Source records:
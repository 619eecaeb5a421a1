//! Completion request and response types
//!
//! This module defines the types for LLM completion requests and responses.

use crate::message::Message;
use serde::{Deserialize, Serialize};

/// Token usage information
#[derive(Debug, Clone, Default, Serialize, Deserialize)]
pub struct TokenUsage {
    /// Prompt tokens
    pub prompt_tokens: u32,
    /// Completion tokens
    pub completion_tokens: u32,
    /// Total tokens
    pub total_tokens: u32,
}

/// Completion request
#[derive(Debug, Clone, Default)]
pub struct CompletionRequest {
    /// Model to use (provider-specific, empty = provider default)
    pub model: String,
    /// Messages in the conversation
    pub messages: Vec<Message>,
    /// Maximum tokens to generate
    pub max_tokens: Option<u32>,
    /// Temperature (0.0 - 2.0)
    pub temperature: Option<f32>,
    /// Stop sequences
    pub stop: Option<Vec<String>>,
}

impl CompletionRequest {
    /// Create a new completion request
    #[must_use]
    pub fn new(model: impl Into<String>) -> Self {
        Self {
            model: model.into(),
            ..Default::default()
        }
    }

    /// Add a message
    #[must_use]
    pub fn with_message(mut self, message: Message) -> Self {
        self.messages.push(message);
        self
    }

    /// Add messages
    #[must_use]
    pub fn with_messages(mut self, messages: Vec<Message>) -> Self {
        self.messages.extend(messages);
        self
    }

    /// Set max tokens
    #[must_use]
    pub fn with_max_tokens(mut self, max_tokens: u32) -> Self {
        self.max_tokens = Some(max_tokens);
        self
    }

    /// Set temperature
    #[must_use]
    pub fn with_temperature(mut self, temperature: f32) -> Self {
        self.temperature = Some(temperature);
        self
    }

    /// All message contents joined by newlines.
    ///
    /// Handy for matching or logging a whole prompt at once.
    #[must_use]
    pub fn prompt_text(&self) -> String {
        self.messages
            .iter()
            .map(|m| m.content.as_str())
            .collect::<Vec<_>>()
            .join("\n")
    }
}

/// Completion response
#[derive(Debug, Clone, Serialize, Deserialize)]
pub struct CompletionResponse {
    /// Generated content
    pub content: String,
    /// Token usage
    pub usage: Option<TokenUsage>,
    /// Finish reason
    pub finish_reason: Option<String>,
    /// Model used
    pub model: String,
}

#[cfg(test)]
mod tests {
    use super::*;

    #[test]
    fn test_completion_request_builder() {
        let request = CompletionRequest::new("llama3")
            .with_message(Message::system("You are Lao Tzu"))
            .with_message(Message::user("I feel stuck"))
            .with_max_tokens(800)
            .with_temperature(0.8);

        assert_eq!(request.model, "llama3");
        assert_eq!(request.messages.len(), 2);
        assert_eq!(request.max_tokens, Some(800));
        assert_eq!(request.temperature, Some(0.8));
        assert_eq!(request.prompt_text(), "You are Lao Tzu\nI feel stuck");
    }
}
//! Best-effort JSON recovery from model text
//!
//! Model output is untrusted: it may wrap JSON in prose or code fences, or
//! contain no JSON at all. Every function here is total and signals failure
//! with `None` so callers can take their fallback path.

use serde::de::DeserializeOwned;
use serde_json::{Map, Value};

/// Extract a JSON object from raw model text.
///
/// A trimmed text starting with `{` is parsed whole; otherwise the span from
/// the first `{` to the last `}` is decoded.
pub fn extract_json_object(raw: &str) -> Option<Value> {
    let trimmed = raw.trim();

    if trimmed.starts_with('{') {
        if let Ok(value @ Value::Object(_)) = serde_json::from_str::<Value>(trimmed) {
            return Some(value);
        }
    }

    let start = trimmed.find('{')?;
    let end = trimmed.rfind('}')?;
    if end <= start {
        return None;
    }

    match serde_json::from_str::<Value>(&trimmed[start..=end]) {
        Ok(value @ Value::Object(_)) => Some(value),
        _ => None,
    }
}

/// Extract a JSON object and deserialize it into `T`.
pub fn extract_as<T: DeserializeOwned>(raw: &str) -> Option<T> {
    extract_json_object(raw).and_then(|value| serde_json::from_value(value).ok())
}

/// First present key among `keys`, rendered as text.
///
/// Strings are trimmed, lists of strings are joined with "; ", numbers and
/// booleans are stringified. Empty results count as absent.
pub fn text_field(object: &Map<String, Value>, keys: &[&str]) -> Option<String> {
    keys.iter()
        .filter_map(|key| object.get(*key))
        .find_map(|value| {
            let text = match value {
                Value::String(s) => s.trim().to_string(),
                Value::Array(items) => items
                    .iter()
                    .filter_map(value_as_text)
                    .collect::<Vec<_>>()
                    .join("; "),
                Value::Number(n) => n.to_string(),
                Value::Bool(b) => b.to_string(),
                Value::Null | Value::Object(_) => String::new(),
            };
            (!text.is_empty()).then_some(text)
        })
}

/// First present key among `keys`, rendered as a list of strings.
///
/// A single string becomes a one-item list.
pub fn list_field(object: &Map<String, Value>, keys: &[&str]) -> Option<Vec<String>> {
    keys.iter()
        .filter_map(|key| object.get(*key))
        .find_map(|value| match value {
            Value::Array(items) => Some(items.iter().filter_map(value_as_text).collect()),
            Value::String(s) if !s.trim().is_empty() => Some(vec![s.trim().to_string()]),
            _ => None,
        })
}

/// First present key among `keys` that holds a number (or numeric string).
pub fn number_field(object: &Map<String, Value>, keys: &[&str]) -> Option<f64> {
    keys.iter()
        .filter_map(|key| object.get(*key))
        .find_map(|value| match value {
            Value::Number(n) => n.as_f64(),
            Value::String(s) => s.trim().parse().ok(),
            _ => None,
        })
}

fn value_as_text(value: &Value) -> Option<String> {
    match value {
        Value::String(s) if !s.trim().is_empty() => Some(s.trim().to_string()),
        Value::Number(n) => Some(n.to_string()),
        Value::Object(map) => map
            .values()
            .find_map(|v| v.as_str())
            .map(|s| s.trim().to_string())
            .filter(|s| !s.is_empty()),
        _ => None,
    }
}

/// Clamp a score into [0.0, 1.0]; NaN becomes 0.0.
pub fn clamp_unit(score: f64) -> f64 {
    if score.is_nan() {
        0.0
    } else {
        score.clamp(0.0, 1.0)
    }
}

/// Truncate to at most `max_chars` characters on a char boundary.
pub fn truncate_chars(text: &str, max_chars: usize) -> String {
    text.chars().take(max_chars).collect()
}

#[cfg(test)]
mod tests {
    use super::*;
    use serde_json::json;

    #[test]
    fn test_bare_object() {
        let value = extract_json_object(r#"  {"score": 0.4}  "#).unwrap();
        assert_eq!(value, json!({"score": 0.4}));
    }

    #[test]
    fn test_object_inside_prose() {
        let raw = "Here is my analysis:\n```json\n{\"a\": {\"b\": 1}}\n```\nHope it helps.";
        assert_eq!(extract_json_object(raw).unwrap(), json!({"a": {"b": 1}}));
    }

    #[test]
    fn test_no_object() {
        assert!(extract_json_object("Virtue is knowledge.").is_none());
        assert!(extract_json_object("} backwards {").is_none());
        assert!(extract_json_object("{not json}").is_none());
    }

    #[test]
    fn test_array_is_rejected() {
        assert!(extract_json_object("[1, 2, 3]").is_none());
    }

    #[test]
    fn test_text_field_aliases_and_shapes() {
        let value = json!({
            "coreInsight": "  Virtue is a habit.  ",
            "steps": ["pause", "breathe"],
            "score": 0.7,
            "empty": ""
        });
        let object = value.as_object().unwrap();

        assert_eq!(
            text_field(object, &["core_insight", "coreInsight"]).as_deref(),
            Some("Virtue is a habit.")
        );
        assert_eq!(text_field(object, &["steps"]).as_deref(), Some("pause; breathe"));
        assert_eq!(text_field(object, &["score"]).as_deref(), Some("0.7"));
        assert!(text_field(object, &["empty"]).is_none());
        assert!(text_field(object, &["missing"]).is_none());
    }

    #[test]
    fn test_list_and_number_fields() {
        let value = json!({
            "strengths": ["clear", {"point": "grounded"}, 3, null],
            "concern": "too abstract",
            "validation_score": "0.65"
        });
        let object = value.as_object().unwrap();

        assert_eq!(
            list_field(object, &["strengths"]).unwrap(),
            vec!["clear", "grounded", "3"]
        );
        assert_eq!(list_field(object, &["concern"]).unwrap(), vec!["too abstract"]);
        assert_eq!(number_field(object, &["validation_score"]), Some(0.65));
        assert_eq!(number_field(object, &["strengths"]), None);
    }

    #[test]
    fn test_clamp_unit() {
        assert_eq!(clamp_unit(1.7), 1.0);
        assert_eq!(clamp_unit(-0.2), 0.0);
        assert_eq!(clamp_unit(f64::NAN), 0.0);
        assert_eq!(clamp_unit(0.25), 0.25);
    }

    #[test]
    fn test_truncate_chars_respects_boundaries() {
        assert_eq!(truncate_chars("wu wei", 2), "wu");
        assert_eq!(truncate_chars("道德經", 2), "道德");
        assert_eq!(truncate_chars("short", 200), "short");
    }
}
* * *
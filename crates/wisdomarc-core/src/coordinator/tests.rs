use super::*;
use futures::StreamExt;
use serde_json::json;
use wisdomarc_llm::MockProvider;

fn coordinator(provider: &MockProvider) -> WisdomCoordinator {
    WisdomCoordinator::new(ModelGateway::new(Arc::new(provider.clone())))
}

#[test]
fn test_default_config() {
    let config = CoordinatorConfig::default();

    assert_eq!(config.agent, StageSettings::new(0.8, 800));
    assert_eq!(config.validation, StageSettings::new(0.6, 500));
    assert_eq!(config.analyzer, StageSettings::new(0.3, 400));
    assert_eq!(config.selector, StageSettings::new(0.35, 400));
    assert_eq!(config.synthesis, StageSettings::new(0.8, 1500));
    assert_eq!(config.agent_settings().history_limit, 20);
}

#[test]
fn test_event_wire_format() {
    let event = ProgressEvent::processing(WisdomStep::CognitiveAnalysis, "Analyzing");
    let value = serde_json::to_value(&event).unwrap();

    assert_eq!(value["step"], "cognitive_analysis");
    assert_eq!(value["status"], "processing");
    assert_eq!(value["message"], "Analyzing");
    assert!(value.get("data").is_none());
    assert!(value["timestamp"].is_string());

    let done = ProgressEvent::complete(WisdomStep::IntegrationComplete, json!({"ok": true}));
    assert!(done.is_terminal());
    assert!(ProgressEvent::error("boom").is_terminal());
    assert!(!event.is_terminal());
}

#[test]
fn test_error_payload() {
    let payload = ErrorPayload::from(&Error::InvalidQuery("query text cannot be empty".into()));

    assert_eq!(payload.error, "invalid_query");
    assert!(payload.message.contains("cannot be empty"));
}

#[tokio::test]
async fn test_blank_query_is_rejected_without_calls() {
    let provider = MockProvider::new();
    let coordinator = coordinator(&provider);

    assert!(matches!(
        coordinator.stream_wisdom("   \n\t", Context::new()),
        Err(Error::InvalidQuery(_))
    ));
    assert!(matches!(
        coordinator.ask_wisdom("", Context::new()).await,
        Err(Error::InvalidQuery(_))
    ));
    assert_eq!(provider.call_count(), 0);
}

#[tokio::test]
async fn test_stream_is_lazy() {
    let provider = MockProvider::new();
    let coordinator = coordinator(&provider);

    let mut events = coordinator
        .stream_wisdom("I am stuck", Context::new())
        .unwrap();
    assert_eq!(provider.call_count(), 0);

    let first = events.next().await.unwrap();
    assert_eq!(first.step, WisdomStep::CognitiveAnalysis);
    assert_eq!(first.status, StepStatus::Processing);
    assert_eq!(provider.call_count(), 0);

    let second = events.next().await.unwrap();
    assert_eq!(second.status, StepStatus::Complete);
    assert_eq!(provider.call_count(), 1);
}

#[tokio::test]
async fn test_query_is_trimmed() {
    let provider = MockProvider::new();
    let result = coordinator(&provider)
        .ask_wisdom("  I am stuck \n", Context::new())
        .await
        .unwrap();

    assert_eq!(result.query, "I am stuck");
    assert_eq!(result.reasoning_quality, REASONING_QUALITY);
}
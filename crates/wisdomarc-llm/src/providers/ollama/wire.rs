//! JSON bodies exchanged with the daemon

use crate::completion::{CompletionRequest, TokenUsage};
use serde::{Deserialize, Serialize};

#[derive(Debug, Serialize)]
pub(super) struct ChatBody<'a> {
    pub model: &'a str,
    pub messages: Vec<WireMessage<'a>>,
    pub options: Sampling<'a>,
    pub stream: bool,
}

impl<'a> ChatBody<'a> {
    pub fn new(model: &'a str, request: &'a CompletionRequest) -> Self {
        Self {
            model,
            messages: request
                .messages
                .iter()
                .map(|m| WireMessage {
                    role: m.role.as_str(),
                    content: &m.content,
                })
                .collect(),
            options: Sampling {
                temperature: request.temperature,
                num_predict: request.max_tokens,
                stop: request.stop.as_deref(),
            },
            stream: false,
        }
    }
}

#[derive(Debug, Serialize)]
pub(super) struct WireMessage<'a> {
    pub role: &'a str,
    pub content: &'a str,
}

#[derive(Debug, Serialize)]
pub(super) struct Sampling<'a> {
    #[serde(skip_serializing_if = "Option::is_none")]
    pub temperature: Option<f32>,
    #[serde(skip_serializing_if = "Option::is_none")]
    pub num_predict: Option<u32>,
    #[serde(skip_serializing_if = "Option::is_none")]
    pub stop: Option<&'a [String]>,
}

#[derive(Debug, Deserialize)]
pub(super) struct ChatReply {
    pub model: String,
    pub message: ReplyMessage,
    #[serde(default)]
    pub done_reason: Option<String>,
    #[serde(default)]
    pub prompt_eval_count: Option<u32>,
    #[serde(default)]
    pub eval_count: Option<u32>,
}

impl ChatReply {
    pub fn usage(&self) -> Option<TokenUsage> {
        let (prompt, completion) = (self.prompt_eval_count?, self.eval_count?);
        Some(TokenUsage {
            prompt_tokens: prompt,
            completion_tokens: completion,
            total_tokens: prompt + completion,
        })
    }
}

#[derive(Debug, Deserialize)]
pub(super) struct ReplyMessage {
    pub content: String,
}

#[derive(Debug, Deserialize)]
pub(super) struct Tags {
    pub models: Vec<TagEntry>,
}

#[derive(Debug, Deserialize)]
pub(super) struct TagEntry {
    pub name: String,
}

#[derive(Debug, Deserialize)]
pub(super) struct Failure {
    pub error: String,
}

What to work on: Copy out each line of the data that holds the string "among".

Task response:
/// First present key among `keys`, rendered as text.
/// First present key among `keys`, rendered as a list of strings.
/// First present key among `keys` that holds a number (or numeric string).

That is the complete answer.